> [Work required]: If a line in the entries contains the string "unwrap", include that line in your answer.

[[ Data for this exercise, beginning ]]

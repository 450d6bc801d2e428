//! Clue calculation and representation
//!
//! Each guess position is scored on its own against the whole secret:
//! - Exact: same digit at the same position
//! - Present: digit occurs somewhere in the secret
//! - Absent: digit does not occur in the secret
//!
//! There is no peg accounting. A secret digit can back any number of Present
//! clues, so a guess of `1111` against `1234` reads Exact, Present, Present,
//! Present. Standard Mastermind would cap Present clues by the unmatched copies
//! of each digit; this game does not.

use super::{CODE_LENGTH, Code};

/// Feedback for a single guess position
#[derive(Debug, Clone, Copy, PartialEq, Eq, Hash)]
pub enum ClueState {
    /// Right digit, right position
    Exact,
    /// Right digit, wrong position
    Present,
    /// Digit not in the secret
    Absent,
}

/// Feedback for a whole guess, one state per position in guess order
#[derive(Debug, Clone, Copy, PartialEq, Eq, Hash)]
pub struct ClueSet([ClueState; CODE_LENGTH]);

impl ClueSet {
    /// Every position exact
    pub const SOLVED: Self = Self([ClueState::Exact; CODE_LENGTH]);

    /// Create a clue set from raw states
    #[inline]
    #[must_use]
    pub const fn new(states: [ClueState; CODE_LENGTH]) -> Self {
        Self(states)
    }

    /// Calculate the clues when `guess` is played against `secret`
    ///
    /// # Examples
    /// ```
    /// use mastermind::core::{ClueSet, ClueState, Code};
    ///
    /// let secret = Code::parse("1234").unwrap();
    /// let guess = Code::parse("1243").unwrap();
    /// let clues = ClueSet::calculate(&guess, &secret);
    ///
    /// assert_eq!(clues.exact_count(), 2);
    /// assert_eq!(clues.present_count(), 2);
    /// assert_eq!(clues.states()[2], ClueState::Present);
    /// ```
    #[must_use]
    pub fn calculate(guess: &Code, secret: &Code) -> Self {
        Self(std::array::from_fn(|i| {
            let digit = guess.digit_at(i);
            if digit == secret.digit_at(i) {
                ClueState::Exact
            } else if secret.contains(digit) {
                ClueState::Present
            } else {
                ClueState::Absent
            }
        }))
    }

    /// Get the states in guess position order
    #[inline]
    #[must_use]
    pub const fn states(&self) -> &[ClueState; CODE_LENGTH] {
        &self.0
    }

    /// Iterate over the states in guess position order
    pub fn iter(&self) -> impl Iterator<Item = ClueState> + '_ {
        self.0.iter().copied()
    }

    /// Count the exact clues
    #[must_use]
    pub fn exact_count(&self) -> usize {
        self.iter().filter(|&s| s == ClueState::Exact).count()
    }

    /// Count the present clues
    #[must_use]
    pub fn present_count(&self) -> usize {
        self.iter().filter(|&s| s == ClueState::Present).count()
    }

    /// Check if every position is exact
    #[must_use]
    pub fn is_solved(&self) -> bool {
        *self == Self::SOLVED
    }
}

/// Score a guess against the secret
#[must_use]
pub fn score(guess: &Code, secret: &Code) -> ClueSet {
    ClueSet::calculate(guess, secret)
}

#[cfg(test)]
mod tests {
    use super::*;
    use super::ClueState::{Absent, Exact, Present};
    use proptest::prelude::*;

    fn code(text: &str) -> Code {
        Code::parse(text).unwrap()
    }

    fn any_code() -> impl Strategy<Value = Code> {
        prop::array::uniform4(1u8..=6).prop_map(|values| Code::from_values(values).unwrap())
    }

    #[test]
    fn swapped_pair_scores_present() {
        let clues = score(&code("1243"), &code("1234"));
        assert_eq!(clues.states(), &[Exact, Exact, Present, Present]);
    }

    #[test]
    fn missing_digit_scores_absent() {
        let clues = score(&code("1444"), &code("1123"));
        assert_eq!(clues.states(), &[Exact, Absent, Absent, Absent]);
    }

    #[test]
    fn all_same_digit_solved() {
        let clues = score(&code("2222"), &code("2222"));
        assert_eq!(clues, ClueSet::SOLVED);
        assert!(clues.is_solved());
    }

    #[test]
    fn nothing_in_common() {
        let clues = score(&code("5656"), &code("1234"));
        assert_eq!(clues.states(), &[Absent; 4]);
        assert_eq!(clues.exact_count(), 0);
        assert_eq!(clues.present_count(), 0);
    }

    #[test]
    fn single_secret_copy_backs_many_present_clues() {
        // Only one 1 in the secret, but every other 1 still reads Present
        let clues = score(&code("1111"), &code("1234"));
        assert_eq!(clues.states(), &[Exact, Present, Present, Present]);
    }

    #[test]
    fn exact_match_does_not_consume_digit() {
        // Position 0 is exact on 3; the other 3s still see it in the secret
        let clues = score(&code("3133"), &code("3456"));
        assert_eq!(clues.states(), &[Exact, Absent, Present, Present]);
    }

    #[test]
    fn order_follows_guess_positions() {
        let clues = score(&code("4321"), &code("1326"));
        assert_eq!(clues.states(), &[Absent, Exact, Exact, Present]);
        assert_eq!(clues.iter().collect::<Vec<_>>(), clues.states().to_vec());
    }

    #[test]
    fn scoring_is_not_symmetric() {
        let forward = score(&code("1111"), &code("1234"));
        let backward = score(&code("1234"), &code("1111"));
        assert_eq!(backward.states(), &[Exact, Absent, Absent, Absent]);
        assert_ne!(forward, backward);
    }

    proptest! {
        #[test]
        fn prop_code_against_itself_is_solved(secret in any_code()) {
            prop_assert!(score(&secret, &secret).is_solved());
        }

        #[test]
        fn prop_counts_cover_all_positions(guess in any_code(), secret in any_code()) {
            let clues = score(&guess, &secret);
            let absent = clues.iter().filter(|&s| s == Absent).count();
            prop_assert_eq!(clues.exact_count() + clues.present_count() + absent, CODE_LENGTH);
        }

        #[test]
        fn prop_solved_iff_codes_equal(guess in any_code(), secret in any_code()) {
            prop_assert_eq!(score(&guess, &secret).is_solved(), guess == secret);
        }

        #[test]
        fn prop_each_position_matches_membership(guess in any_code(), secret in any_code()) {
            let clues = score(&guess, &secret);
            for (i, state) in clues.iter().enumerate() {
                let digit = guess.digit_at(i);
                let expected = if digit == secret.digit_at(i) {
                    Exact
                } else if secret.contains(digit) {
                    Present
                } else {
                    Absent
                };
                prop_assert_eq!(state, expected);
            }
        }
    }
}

[[ Data for this exercise, end ]]

> [Finished exercise]:
    /// let secret = Code::parse("1234").unwrap();
    /// let guess = Code::parse("1243").unwrap();
        Code::parse(text).unwrap()
        prop::array::uniform4(1u8..=6).prop_map(|values| Code::from_values(values).unwrap())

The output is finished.